*WHAT IS BEING ASKED*
Where the records hold the string "level", show the whole line it sits on.

*PROVIDED RECORDS*
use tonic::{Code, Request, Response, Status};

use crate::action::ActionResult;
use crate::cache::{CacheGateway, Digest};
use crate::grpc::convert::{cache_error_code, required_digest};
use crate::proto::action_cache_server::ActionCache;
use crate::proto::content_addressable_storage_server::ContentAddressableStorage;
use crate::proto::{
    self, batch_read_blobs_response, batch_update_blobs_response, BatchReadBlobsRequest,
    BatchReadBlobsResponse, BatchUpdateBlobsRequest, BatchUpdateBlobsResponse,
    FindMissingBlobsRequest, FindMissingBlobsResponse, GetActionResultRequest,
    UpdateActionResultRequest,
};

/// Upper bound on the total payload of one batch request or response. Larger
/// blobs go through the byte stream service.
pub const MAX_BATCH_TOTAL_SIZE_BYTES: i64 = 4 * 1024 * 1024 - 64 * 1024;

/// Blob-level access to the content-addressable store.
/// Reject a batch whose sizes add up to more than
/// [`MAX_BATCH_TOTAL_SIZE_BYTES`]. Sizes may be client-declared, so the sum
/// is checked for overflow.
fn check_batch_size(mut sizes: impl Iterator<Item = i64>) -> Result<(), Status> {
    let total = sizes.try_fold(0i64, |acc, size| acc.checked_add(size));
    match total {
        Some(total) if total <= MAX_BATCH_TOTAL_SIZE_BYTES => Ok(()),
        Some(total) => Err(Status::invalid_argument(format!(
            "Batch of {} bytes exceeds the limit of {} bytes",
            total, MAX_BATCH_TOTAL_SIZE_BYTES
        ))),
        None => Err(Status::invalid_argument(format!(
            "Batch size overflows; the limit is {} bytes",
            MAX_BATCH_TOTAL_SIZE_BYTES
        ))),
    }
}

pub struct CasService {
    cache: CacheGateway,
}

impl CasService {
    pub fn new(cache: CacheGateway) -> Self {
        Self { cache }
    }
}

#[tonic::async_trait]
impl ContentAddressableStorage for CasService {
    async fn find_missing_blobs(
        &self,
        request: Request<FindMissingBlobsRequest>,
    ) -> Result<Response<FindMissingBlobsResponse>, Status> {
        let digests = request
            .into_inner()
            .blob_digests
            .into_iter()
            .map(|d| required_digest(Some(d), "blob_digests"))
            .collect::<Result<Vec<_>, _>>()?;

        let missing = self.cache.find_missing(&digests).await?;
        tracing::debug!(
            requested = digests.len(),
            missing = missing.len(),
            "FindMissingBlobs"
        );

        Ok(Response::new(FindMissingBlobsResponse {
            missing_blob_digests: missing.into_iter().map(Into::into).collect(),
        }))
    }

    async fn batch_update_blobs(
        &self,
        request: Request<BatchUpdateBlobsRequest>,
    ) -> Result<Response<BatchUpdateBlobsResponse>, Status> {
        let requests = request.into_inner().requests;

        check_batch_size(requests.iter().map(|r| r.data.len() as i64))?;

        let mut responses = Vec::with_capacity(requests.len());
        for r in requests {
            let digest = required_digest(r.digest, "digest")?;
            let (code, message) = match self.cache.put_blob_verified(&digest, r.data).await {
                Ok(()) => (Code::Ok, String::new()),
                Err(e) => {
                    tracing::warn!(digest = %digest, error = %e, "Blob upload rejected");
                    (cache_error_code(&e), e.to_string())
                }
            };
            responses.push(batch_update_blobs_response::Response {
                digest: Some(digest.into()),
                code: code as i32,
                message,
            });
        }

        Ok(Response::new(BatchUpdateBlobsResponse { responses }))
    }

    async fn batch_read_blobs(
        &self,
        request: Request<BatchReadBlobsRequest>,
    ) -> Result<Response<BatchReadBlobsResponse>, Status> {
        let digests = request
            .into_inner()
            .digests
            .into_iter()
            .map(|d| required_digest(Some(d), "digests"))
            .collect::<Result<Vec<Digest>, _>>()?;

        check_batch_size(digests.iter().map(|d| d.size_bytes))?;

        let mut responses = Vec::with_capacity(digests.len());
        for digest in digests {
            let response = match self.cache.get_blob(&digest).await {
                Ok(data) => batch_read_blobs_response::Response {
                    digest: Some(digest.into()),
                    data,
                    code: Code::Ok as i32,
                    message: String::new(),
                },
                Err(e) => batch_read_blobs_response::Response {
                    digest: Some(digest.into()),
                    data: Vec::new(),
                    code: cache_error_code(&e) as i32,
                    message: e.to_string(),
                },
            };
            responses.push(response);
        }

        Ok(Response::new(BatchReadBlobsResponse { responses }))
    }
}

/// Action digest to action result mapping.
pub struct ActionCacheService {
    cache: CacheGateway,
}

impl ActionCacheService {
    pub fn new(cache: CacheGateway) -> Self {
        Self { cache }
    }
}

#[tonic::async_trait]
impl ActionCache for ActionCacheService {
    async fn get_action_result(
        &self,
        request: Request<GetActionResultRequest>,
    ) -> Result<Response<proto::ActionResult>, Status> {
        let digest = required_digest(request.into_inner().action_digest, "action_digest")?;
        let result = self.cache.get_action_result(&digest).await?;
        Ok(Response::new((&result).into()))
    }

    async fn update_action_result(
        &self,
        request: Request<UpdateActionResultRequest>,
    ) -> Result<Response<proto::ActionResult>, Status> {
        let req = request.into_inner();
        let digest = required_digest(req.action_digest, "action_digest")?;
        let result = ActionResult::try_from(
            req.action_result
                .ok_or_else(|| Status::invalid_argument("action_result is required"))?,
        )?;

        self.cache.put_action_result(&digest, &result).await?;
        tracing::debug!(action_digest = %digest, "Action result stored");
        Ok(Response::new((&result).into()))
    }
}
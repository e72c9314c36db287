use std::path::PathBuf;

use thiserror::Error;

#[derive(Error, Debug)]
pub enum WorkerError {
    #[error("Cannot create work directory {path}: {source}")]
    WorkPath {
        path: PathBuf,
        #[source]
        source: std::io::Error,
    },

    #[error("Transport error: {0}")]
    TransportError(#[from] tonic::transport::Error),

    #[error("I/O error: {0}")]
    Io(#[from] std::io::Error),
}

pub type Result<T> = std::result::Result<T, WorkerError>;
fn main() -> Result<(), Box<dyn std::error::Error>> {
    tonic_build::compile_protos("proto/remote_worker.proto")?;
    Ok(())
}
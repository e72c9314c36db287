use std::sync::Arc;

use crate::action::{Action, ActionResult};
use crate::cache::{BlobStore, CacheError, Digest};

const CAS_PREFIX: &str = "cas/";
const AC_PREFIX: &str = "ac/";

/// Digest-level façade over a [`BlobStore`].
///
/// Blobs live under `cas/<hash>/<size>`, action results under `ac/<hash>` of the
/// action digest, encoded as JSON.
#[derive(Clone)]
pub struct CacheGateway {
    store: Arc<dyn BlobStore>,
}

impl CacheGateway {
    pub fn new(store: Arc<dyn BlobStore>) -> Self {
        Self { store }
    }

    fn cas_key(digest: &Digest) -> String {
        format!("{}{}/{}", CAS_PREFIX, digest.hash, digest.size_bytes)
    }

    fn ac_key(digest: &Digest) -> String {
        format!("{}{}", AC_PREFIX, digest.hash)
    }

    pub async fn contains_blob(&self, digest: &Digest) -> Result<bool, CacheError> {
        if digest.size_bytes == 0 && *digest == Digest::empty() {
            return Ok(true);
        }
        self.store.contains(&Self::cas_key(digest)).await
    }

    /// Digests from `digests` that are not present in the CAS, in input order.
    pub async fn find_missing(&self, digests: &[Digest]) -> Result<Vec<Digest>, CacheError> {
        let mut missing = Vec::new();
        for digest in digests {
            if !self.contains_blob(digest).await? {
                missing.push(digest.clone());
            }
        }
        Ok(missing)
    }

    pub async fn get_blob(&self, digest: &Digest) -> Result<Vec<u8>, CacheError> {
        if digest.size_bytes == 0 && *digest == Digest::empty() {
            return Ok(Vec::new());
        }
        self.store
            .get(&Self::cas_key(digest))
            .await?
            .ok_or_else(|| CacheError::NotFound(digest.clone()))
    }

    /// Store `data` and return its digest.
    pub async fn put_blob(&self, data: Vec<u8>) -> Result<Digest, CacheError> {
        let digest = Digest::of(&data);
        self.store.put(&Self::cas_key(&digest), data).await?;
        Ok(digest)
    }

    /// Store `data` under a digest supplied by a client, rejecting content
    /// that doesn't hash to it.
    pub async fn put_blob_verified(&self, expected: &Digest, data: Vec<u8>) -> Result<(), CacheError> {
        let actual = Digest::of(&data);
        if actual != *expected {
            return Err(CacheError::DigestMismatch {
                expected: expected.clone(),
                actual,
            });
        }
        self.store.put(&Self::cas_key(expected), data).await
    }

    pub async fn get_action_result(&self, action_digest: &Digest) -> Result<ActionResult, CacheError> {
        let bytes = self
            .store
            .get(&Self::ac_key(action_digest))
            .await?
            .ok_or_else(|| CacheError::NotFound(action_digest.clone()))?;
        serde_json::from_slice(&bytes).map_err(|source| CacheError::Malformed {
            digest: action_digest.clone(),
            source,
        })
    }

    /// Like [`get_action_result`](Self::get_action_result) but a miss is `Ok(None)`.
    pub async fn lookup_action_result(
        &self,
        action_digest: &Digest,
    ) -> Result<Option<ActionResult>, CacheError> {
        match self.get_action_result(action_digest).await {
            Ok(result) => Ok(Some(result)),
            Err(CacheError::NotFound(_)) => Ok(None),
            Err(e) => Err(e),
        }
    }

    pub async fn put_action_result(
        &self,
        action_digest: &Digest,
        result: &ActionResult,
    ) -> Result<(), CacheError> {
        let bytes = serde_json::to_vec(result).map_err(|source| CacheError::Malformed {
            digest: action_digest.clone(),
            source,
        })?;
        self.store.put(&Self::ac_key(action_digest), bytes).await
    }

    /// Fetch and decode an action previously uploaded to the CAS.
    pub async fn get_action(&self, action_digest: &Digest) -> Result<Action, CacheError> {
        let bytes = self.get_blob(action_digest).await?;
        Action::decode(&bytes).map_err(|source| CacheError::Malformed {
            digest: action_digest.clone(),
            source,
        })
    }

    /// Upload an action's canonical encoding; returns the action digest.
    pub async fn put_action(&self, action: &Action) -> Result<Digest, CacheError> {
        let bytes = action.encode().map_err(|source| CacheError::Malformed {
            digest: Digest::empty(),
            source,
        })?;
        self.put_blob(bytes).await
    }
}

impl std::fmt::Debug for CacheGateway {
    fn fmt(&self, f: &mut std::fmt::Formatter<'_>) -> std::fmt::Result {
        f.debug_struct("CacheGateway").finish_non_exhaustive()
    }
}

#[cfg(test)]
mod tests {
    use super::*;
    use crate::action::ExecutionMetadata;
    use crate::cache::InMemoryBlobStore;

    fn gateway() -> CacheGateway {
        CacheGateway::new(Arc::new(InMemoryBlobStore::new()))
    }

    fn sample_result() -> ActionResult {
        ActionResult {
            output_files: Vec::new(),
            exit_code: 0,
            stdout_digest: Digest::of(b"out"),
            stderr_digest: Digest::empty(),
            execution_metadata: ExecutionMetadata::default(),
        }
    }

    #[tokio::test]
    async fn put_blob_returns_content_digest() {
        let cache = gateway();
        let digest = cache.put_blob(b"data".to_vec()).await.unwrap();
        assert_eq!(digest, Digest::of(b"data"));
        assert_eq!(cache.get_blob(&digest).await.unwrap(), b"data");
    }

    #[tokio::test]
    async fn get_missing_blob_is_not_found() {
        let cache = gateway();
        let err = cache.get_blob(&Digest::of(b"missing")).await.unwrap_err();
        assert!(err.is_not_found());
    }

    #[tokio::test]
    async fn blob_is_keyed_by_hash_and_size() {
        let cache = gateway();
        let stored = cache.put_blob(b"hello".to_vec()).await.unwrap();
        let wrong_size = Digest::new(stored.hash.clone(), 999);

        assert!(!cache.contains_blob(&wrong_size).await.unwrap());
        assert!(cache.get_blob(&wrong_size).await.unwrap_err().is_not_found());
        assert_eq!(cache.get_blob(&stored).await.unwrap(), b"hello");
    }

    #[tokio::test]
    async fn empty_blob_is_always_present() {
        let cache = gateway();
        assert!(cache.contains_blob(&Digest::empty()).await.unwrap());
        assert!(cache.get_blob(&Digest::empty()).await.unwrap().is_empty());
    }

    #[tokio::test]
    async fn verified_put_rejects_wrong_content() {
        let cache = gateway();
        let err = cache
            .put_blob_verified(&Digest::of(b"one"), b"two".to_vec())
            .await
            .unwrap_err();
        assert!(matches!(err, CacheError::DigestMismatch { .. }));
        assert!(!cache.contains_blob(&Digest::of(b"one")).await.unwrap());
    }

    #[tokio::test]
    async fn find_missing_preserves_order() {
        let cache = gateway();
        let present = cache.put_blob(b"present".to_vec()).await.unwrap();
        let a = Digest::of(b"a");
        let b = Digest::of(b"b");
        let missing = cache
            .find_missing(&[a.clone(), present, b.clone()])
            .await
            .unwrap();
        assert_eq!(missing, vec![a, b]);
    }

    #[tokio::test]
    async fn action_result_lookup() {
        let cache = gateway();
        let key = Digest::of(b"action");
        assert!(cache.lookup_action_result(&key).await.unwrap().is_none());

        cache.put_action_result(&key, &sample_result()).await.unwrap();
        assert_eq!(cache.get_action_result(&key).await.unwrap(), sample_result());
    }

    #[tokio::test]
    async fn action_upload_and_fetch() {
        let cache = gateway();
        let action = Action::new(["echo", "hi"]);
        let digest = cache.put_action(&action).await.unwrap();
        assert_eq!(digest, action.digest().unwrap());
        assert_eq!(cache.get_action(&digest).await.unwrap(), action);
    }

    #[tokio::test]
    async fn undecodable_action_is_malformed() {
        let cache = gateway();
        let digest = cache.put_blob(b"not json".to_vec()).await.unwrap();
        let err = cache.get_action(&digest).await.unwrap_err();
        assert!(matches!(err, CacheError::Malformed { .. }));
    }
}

*ANSWER FOR THIS EXERCISE*
/// Blob-level access to the content-addressable store.
/// Digest-level façade over a [`BlobStore`].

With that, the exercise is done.